#### TRY IT:
Scan the records below. Copy every line in which the word "sGroup" appears.

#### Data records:
/---

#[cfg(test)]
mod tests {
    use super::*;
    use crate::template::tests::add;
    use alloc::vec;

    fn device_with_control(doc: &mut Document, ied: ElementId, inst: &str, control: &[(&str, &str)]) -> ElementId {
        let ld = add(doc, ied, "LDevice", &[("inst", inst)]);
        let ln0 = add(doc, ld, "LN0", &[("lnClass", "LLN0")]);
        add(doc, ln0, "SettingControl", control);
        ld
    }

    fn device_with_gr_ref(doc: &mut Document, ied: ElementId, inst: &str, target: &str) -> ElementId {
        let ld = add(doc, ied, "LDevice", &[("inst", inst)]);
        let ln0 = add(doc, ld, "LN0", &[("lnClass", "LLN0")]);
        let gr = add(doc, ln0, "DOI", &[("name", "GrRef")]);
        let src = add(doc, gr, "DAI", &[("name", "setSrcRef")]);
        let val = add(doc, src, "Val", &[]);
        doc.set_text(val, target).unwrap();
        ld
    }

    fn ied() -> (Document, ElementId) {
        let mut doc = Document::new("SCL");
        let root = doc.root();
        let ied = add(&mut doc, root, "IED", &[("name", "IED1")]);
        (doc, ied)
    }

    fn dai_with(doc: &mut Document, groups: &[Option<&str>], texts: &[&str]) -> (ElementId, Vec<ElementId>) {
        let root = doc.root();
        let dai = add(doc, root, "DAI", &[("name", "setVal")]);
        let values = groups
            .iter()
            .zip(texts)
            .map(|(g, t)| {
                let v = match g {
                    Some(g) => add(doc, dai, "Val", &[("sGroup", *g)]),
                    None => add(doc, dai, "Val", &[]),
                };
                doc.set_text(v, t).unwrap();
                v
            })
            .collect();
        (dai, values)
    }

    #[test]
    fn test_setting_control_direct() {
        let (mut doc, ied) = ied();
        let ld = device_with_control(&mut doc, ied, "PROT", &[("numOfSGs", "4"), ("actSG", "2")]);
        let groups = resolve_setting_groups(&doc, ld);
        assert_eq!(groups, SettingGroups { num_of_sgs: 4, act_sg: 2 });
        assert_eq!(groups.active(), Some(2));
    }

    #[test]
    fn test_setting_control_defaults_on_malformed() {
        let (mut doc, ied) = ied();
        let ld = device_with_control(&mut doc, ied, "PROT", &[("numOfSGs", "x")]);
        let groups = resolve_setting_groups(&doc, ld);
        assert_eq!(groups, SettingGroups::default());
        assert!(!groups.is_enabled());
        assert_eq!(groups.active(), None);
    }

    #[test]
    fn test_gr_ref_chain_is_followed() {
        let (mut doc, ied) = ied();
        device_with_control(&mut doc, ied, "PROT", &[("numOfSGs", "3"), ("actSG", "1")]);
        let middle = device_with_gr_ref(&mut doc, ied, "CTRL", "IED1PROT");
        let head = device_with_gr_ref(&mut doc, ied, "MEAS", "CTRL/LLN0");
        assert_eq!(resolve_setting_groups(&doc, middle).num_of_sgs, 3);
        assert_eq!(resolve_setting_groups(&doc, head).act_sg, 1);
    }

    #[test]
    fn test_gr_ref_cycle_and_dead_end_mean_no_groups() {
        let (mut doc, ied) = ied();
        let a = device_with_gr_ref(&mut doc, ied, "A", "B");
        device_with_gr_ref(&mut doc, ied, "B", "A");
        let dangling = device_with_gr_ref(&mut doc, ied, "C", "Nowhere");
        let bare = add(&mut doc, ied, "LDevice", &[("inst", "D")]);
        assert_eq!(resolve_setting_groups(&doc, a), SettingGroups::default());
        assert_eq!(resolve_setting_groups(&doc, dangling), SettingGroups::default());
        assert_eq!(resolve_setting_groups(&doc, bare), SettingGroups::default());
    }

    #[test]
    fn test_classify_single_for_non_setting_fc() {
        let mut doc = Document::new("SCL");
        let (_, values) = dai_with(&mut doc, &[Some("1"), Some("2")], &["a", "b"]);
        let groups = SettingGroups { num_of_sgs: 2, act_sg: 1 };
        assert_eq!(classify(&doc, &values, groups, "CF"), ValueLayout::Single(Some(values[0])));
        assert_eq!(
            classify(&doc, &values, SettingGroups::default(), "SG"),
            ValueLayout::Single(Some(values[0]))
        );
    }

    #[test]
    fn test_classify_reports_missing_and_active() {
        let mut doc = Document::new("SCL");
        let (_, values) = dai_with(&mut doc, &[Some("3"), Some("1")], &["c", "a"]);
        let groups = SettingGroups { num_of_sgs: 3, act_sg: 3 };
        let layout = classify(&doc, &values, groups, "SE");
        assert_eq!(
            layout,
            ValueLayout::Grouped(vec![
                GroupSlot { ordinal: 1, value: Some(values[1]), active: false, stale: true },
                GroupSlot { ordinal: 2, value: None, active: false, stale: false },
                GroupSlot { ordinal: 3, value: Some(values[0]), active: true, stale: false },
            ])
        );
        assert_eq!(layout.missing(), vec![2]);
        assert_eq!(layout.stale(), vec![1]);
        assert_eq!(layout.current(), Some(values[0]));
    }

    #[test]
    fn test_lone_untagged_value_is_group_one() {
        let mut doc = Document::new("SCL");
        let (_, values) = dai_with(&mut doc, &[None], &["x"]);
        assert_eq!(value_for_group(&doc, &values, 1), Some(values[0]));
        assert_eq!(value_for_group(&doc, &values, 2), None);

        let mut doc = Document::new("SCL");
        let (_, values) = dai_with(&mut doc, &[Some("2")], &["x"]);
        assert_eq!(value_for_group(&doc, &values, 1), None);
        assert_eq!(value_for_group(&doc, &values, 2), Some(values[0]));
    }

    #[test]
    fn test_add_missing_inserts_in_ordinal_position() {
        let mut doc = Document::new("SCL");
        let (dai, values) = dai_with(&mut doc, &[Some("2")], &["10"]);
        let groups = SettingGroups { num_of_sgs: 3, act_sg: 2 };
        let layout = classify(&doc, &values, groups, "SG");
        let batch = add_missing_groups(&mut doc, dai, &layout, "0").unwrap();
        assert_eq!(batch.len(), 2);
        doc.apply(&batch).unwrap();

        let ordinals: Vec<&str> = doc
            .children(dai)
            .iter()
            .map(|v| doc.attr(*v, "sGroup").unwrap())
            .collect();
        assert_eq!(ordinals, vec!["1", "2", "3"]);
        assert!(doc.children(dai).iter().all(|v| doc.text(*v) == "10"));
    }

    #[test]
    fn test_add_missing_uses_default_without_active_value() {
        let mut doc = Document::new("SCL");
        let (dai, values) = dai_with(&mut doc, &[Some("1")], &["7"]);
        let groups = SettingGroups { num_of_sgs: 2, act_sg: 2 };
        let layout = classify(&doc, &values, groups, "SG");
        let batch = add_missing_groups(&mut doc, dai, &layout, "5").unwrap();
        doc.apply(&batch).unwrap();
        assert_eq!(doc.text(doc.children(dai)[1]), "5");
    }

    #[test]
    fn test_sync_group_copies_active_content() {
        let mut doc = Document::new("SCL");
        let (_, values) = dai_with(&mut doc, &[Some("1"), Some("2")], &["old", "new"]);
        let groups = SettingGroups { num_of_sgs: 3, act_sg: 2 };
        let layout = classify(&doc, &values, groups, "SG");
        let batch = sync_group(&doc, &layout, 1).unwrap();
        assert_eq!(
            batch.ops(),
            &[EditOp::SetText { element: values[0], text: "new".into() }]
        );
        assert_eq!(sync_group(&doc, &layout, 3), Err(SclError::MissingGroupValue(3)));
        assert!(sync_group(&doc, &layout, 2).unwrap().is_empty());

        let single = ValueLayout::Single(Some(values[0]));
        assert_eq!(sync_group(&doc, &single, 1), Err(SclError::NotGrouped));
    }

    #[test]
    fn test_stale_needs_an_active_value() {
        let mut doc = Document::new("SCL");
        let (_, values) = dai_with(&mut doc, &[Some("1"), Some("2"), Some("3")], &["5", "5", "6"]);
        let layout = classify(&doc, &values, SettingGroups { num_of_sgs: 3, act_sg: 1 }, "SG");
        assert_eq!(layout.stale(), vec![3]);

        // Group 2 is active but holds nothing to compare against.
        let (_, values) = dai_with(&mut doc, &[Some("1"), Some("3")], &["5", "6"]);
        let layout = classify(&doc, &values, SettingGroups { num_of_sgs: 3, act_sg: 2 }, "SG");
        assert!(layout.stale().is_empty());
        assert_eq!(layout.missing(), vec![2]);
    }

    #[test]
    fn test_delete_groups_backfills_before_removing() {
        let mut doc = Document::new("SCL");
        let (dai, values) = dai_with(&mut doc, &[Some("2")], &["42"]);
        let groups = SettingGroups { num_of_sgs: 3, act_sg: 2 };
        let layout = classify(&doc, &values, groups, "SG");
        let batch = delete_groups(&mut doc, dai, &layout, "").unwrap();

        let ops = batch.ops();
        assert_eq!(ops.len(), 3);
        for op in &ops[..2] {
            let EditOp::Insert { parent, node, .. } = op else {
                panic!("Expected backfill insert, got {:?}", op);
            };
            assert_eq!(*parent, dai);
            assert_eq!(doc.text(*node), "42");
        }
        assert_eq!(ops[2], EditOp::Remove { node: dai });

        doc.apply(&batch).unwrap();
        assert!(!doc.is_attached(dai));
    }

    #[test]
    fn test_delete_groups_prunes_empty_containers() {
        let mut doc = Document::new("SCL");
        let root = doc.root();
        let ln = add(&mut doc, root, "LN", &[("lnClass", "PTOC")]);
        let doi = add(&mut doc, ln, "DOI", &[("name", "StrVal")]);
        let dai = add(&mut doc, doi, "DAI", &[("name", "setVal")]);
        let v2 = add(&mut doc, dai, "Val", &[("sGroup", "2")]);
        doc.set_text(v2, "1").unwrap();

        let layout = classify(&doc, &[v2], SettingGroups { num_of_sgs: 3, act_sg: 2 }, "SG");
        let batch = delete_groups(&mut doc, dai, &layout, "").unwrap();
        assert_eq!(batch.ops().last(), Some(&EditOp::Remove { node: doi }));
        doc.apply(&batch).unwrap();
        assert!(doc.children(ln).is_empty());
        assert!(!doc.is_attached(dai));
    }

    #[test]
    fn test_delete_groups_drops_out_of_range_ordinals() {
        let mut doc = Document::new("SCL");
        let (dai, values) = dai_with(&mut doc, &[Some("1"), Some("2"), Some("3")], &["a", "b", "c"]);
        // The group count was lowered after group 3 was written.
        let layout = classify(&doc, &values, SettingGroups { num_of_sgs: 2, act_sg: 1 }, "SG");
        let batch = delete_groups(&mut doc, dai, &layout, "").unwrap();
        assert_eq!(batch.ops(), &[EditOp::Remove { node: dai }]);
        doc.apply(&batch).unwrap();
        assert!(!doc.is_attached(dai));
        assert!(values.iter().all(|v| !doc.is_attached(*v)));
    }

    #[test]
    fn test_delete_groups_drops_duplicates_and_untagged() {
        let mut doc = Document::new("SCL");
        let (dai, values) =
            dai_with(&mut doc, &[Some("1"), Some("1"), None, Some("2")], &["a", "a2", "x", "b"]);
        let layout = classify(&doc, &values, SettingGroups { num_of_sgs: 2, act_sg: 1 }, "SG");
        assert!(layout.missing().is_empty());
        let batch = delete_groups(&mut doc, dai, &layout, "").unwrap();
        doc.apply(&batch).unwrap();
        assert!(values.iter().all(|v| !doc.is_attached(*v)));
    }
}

\---

#### SOLUTION TO THIS PROBLEM:
                    Some(g) => add(doc, dai, "Val", &[("sGroup", *g)]),
            .map(|v| doc.attr(*v, "sGroup").unwrap())
        let v2 = add(&mut doc, dai, "Val", &[("sGroup", "2")]);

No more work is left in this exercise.